(no subject)

Nov 05, 2008 23:00



I.

It’s the autumn of 1999 and you’ve just celebrated a year of sobriety and your twenty first birthday. You’ve been lying, supine, on your parents’ brown leather sofa for a month because you’ve had mono.

You got mono from a beautiful redheaded bombshell. She’s nineteen, about five foot three, ninety eight pounds, and has borderline personality disorder, except you won’t realize that until several years, relationships, and hours of therapy later. She was your first girlfriend in your new found sobriety, and all the feelings you feel with her are more profound than any feelings you’ve ever felt in the past. She set the benchmark which will haunt you for the rest of your life.

She broke up with you. While you were lying supine on your parents’ brown leather sofa, she calls you up on the phone in tears.

“Billy, I miss her. I miss my daughter.” She was talking about an offspring she had birthed and given up for adoption five years prior. She had claimed to you that she was raped by an ex boyfriend, and that’s how she got pregnant. That this vile ex boyfriend raped her and took her virginity. Strangely, though, you didn’t put together that she could fuck like a Venezuelan whore.

Your fever had spiked 102, and in some ethereal moment of clarity you say to her: “Diane, she’s not your daughter anymore. Get over it.”

She responds indignantly and tells you in sobs and spite that it’s over.

Your fever climbs, and your tonsils and adenoids swell to near total occlusion, and you haven’t eaten in three days because it hurts too much to swallow.

Your parents take you to the emergency room. They give you an IV of saline and glucose, rehydrating your emaciated self. The young doc on staff gives you Vicodin so you can bear the pain of swallowing so you can eat. He also gives you a serum of Xylocaine and glycerin, which he calls his “own concoction,” claiming it is something to gargle with to numb the pain.

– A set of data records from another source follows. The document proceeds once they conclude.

// src/settings.rs
//
// Hot-reloadable disk settings.
//
// A DiskSettings value is never mutated: a reload builds a fresh snapshot and
// swaps it into the SettingsHolder. Operations grab an Arc<DiskSettings> once
// when they start and keep it for their whole life.

use arc_swap::ArcSwap;
use serde::Deserialize;
use std::str::FromStr;
use std::sync::Arc;

use crate::constants::{
    DEFAULT_MAX_SINGLE_DOWNLOAD_RETRIES, DEFAULT_MAX_SINGLE_PART_UPLOAD_SIZE,
    DEFAULT_MAX_SINGLE_READ_RETRIES, DEFAULT_MIN_BYTES_FOR_SEEK, DEFAULT_THREAD_POOL_SIZE,
    ENV_PREFIX,
};
use crate::error::DiskError;

/// Immutable settings snapshot.
#[derive(Debug, Clone, PartialEq, Eq)]
pub struct DiskSettings {
    /// Upper bound for one staged block, in bytes.
    pub max_single_part_upload_size: usize,
    /// Forward seeks shorter than this are served by reading and discarding.
    pub min_bytes_for_seek: u64,
    /// Attempts for reading from an open download stream.
    pub max_single_read_retries: usize,
    /// Attempts for (re)opening a ranged download.
    pub max_single_download_retries: usize,
    /// Size of the asynchronous read pool.
    pub thread_pool_size: usize,
}

impl Default for DiskSettings {
    fn default() -> Self {
        Self {
            max_single_part_upload_size: DEFAULT_MAX_SINGLE_PART_UPLOAD_SIZE,
            min_bytes_for_seek: DEFAULT_MIN_BYTES_FOR_SEEK,
            max_single_read_retries: DEFAULT_MAX_SINGLE_READ_RETRIES,
            max_single_download_retries: DEFAULT_MAX_SINGLE_DOWNLOAD_RETRIES,
            thread_pool_size: DEFAULT_THREAD_POOL_SIZE,
        }
    }
}

impl DiskSettings {
    /// Build a snapshot from configuration, filling unset values with defaults.
    pub fn from_config(cfg: &DiskConfig) -> Result<Self, DiskError> {
        let defaults = Self::default();
        let settings = Self {
            max_single_part_upload_size: cfg
                .max_single_part_upload_size
                .unwrap_or(defaults.max_single_part_upload_size),
            min_bytes_for_seek: cfg.min_bytes_for_seek.unwrap_or(defaults.min_bytes_for_seek),
            max_single_read_retries: cfg
                .max_single_read_retries
                .unwrap_or(defaults.max_single_read_retries),
            max_single_download_retries: cfg
                .max_single_download_retries
                .unwrap_or(defaults.max_single_download_retries),
            thread_pool_size: cfg.thread_pool_size.unwrap_or(defaults.thread_pool_size),
        };
        settings.validate()?;
        Ok(settings)
    }

    pub fn validate(&self) -> Result<(), DiskError> {
        if self.max_single_part_upload_size == 0 {
            return Err(DiskError::Configuration(
                "max_single_part_upload_size must be > 0".into(),
            ));
        }
        if self.max_single_read_retries == 0 {
            return Err(DiskError::Configuration(
                "max_single_read_retries must be >= 1".into(),
            ));
        }
        if self.max_single_download_retries == 0 {
            return Err(DiskError::Configuration(
                "max_single_download_retries must be >= 1".into(),
            ));
        }
        if self.thread_pool_size == 0 {
            return Err(DiskError::Configuration("thread_pool_size must be >= 1".into()));
        }
        Ok(())
    }
}

/// Configuration surface for one disk. Unset fields fall back to defaults.
#[derive(Debug, Clone, Default, PartialEq, Eq, Deserialize)]
#[serde(default)]
pub struct DiskConfig {
    pub max_single_part_upload_size: Option<usize>,
    pub min_bytes_for_seek: Option<u64>,
    pub max_single_read_retries: Option<usize>,
    pub max_single_download_retries: Option<usize>,
    pub thread_pool_size: Option<usize>,
}

impl DiskConfig {
    /// Read `BLOBDISK_<DISK>_<FIELD>` variables from the process environment.
    pub fn from_env(disk_name: &str) -> Result<Self, DiskError> {
        Self::from_lookup(disk_name, |key| std::env::var(key).ok())
    }

    /// Same as [`from_env`](Self::from_env) with an arbitrary variable source.
    pub fn from_lookup<F>(disk_name: &str, lookup: F) -> Result<Self, DiskError>
    where
        F: Fn(&str) -> Option<String>,
    {
        let prefix = env_prefix(disk_name);
        let get = |field: &str| lookup(&format!("{prefix}_{}", field.to_ascii_uppercase()));

        Ok(Self {
            max_single_part_upload_size: parse_opt(
                get("max_single_part_upload_size"),
                "max_single_part_upload_size",
            )?,
            min_bytes_for_seek: parse_opt(get("min_bytes_for_seek"), "min_bytes_for_seek")?,
            max_single_read_retries: parse_opt(
                get("max_single_read_retries"),
                "max_single_read_retries",
            )?,
            max_single_download_retries: parse_opt(
                get("max_single_download_retries"),
                "max_single_download_retries",
            )?,
            thread_pool_size: parse_opt(get("thread_pool_size"), "thread_pool_size")?,
        })
    }
}

fn env_prefix(disk_name: &str) -> String {
    let disk: String = disk_name
        .chars()
        .map(|c| if c.is_ascii_alphanumeric() { c.to_ascii_uppercase() } else { '_' })
        .collect();
    format!("{ENV_PREFIX}_{disk}")
}

fn parse_opt<T: FromStr>(raw: Option<String>, field: &str) -> Result<Option<T>, DiskError> {
    match raw {
        None => Ok(None),
        Some(s) => s
            .trim()
            .parse::<T>()
            .map(Some)
            .map_err(|_| DiskError::Configuration(format!("{field}: cannot parse '{s}'"))),
    }
}

/// Atomically swappable holder of the active settings snapshot.
pub struct SettingsHolder {
    current: ArcSwap<DiskSettings>,
}

impl SettingsHolder {
    pub fn new(settings: DiskSettings) -> Self {
        Self { current: ArcSwap::from_pointee(settings) }
    }

    /// Snapshot for one operation; later reloads do not affect it.
    pub fn get(&self) -> Arc<DiskSettings> {
        self.current.load_full()
    }

    pub fn set(&self, settings: DiskSettings) {
        self.current.store(Arc::new(settings));
    }
}

impl std::fmt::Debug for SettingsHolder {
    fn fmt(&self, f: &mut std::fmt::Formatter<'_>) -> std::fmt::Result {
        f.debug_tuple("SettingsHolder").field(&*self.current.load()).finish()
    }
}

You later find out that Diane’s big boned lackey friend, Jesse, who works at this particular hospital, knew the doctor, and was charged with checking up on you by the benevolent Diane. You find out this, and many other things, later.

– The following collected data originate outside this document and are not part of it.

// src/block_writer.rs
//
// Chunked writer for one block blob.
//
// Design:
// - write() buffers into a caller-sized buffer and flushes when it fills
// - flush() stages the buffered bytes as blocks of at most
//   max_single_part_upload_size, one after another, each under a fresh
//   64-char id; the id list is the only record of the blob's layout
// - finalize() flushes the tail and commits the id list exactly once
// - a writer dropped before finalize is abandoned: nothing is committed and
//   the staged blocks are left for the store to expire

use bytes::{Bytes, BytesMut};
use std::sync::Arc;
use tracing::{debug, trace, warn};

use crate::blob_store::BlobContainer;
use crate::constants::BLOCK_ID_LEN;
use crate::error::DiskError;
use crate::ids::IdGenerator;
use crate::settings::DiskSettings;

/// Result of a successful commit.
#[derive(Debug, Clone, PartialEq, Eq)]
pub struct FinalizedBlob {
    pub key: String,
    pub size: u64,
    pub block_count: usize,
}

#[derive(Debug)]
enum WriterState {
    Open,
    Finalized(FinalizedBlob),
    /// A stage or commit call failed; the blob can no longer be committed.
    Failed,
    Abandoned,
}

pub struct BlockBlobWriter {
    container: Arc<dyn BlobContainer>,
    blob_key: String,
    settings: Arc<DiskSettings>,
    ids: Arc<dyn IdGenerator>,
    buf: BytesMut,
    buf_capacity: usize,
    block_ids: Vec<String>,
    bytes_written: u64,
    state: WriterState,
}

impl BlockBlobWriter {
    pub fn new(
        container: Arc<dyn BlobContainer>,
        blob_key: impl Into<String>,
        buf_size: usize,
        settings: Arc<DiskSettings>,
        ids: Arc<dyn IdGenerator>,
    ) -> Self {
        let buf_capacity = buf_size.max(1);
        Self {
            container,
            blob_key: blob_key.into(),
            settings,
            ids,
            buf: BytesMut::with_capacity(buf_capacity),
            buf_capacity,
            block_ids: Vec::new(),
            bytes_written: 0,
            state: WriterState::Open,
        }
    }

    pub fn blob_key(&self) -> &str {
        &self.blob_key
    }

    pub fn bytes_written(&self) -> u64 {
        self.bytes_written
    }

    /// Ids staged so far, in commit order.
    pub fn block_ids(&self) -> &[String] {
        &self.block_ids
    }

    pub fn settings(&self) -> &Arc<DiskSettings> {
        &self.settings
    }

    pub fn is_finalized(&self) -> bool {
        matches!(self.state, WriterState::Finalized(_))
    }

    fn ensure_open(&self) -> Result<(), DiskError> {
        match self.state {
            WriterState::Open => Ok(()),
            _ => Err(DiskError::WriterClosed { key: self.blob_key.clone() }),
        }
    }

    pub async fn write(&mut self, mut data: &[u8]) -> Result<(), DiskError> {
        self.ensure_open()?;
        while !data.is_empty() {
            let take = (self.buf_capacity - self.buf.len()).min(data.len());
            self.buf.extend_from_slice(&data[..take]);
            self.bytes_written += take as u64;
            data = &data[take..];
            if self.buf.len() >= self.buf_capacity {
                self.flush().await?;
            }
        }
        Ok(())
    }

    /// Stage everything buffered so far.
    pub async fn flush(&mut self) -> Result<(), DiskError> {
        self.ensure_open()?;
        if self.buf.is_empty() {
            return Ok(());
        }

        let pending: Bytes = self.buf.split().freeze();
        let part_size = self.settings.max_single_part_upload_size.max(1);
        let mut staged = 0usize;

        for start in (0..pending.len()).step_by(part_size) {
            let piece = pending.slice(start..(start + part_size).min(pending.len()));
            let block_id = self.ids.random_ascii(BLOCK_ID_LEN);
            trace!("staging block {} ({} bytes) for {}", block_id, piece.len(), self.blob_key);

            if let Err(e) = self.container.stage_block(&self.blob_key, &block_id, piece).await {
                self.state = WriterState::Failed;
                return Err(DiskError::storage("stage_block", &self.blob_key, e));
            }
            self.block_ids.push(block_id);
            staged += 1;
        }

        debug!(
            "flushed {} bytes of {} as {} blocks ({} total)",
            pending.len(),
            self.blob_key,
            staged,
            self.block_ids.len()
        );
        Ok(())
    }

    /// Flush and commit. Later calls return the first result's blob.
    pub async fn finalize(&mut self) -> Result<FinalizedBlob, DiskError> {
        match &self.state {
            WriterState::Finalized(blob) => return Ok(blob.clone()),
            WriterState::Open => {}
            WriterState::Failed | WriterState::Abandoned => {
                return Err(DiskError::WriterClosed { key: self.blob_key.clone() });
            }
        }

        self.flush().await?;
        if let Err(e) = self.container.commit_block_list(&self.blob_key, &self.block_ids).await {
            self.state = WriterState::Failed;
            return Err(DiskError::storage("commit_block_list", &self.blob_key, e));
        }

        let blob = FinalizedBlob {
            key: self.blob_key.clone(),
            size: self.bytes_written,
            block_count: self.block_ids.len(),
        };
        debug!("committed {} ({} bytes, {} blocks)", blob.key, blob.size, blob.block_count);
        self.state = WriterState::Finalized(blob.clone());
        Ok(blob)
    }

    /// Give up on the blob without committing.
    pub fn abandon(&mut self) {
        if let WriterState::Open = self.state {
            debug!("abandoning {} with {} staged blocks", self.blob_key, self.block_ids.len());
            self.buf.clear();
            self.state = WriterState::Abandoned;
        }
    }
}

impl Drop for BlockBlobWriter {
    fn drop(&mut self) {
        if let WriterState::Open = self.state {
            warn!(
                "writer for {} dropped without finalize; {} bytes abandoned, nothing committed",
                self.blob_key, self.bytes_written
            );
        }
    }
}

impl std::fmt::Debug for BlockBlobWriter {
    fn fmt(&self, f: &mut std::fmt::Formatter<'_>) -> std::fmt::Result {
        f.debug_struct("BlockBlobWriter")
            .field("blob_key", &self.blob_key)
            .field("bytes_written", &self.bytes_written)
            .field("blocks", &self.block_ids.len())
            .field("state", &self.state)
            .finish()
    }
}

Diane’s sister, Stacy, is in AA, and you see her at young people’s meetings. You chit chat small talk, and later find out she started dating this paunchy arrogant DJ she had befriended that summer. You never liked him.

You pump Jesse, and Stacy for information, and they become more and more distant.

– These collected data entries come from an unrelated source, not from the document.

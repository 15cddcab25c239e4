//! oractl binary — operator CLI for the Oracle lab deployment.
//!
//! Usage:
//! - Full setup: `oractl setup` (or `oractl install`)
//! - Clean rebuild: `oractl setup --clean` (or `oractl clean` / `oractl --clean`)
//! - Lifecycle: `oractl start|stop|restart|down|status|logs`

use anyhow::Context;
use clap::error::ErrorKind;
use clap::{CommandFactory, Parser, Subcommand};

use oractl::{
    lifecycle, ComposeCommand, LifecycleVerb, Settings, SetupOptions, StdinPrompt, Workspace,
};

#[derive(Parser, Debug)]
#[command(
    name = "oractl",
    version,
    about = "Lifecycle manager for the containerized Oracle database lab"
)]
struct Cli {
    /// Shorthand for `setup --clean` when given as the sole argument
    #[arg(long)]
    clean: bool,

    #[command(subcommand)]
    verb: Option<Verb>,
}

#[derive(Subcommand, Debug, Clone, Copy)]
enum Verb {
    /// Run the full setup flow (probe, clone, build, launch)
    Setup {
        /// Remove existing containers and the image before building
        #[arg(long)]
        clean: bool,
    },
    /// Alias for `setup`
    Install {
        /// Remove existing containers and the image before building
        #[arg(long)]
        clean: bool,
    },
    /// Alias for `setup --clean`
    Clean,
    /// Start existing containers
    Start,
    /// Stop containers
    Stop,
    /// Restart containers
    Restart,
    /// Remove containers
    Down,
    /// Show container state
    Status,
    /// Follow container logs (foreground)
    Logs,
}

fn usage_exit() -> ! {
    // Anything unrecognized, and a bare invocation, print usage and exit 1.
    let mut cmd = Cli::command();
    eprintln!("{}", cmd.render_help());
    std::process::exit(1);
}

fn main() {
    let cli = match Cli::try_parse() {
        Ok(cli) => cli,
        Err(e) if matches!(e.kind(), ErrorKind::DisplayHelp | ErrorKind::DisplayVersion) => {
            let _ = e.print();
            return;
        }
        Err(_) => usage_exit(),
    };

    // Default to info level if RUST_LOG not set
    let env_filter = tracing_subscriber::EnvFilter::try_from_default_env()
        .unwrap_or_else(|_| tracing_subscriber::EnvFilter::new("info"));
    tracing_subscriber::fmt()
        .with_env_filter(env_filter)
        .init();

    let verb = match (cli.verb, cli.clean) {
        (Some(verb), false) => verb,
        (None, true) => Verb::Clean,
        _ => usage_exit(),
    };

    let rt = tokio::runtime::Runtime::new().expect("tokio runtime");
    if let Err(e) = rt.block_on(run(verb)) {
        eprintln!("Error: {:#}", e);
        std::process::exit(1);
    }
}

async fn run(verb: Verb) -> anyhow::Result<()> {
    let start_dir = std::env::current_dir().context("cannot determine current directory")?;
    let settings = Settings::default();

    match verb {
        Verb::Setup { clean } | Verb::Install { clean } => run_setup(start_dir, settings, clean).await,
        Verb::Clean => run_setup(start_dir, settings, true).await,
        Verb::Start => run_lifecycle(start_dir, settings, LifecycleVerb::Start).await,
        Verb::Stop => run_lifecycle(start_dir, settings, LifecycleVerb::Stop).await,
        Verb::Restart => run_lifecycle(start_dir, settings, LifecycleVerb::Restart).await,
        Verb::Down => run_lifecycle(start_dir, settings, LifecycleVerb::Down).await,
        Verb::Status => run_lifecycle(start_dir, settings, LifecycleVerb::Status).await,
        Verb::Logs => run_lifecycle(start_dir, settings, LifecycleVerb::Logs).await,
    }
}

async fn run_setup(
    start_dir: std::path::PathBuf,
    settings: Settings,
    clean: bool,
) -> anyhow::Result<()> {
    eprintln!("╔════════════════════════════════════════════════════════════════╗");
    eprintln!("║  oractl setup                                                  ║");
    eprintln!("╚════════════════════════════════════════════════════════════════╝");
    if clean {
        eprintln!("  Clean rebuild requested: containers and image will be removed");
    }

    let mut prompt = StdinPrompt;
    oractl::run_setup(start_dir, settings, SetupOptions { clean }, &mut prompt)
        .await
        .context("setup failed")?;
    Ok(())
}

async fn run_lifecycle(
    start_dir: std::path::PathBuf,
    settings: Settings,
    verb: LifecycleVerb,
) -> anyhow::Result<()> {
    let ws = Workspace::locate(start_dir, settings);
    let compose = ComposeCommand::detect(&ws.root).await?;
    lifecycle::dispatch(verb, &ws, &compose).await?;
    Ok(())
}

You amble gaunt and pallid, back to meetings. Feeling like a new comer. Your sponsor, he doesn’t even seem to think you’re sober. Looks at you like you’re a leper.

You’ve lost thirty seven pounds. You swim in sweatshirts. The world to you looks horrid and gnarled. A nebulous crow about Y2K looms on the horizon, hanging a bland pall, which, curiously, comforts you. At least, you figure, everyone seems to be going mad.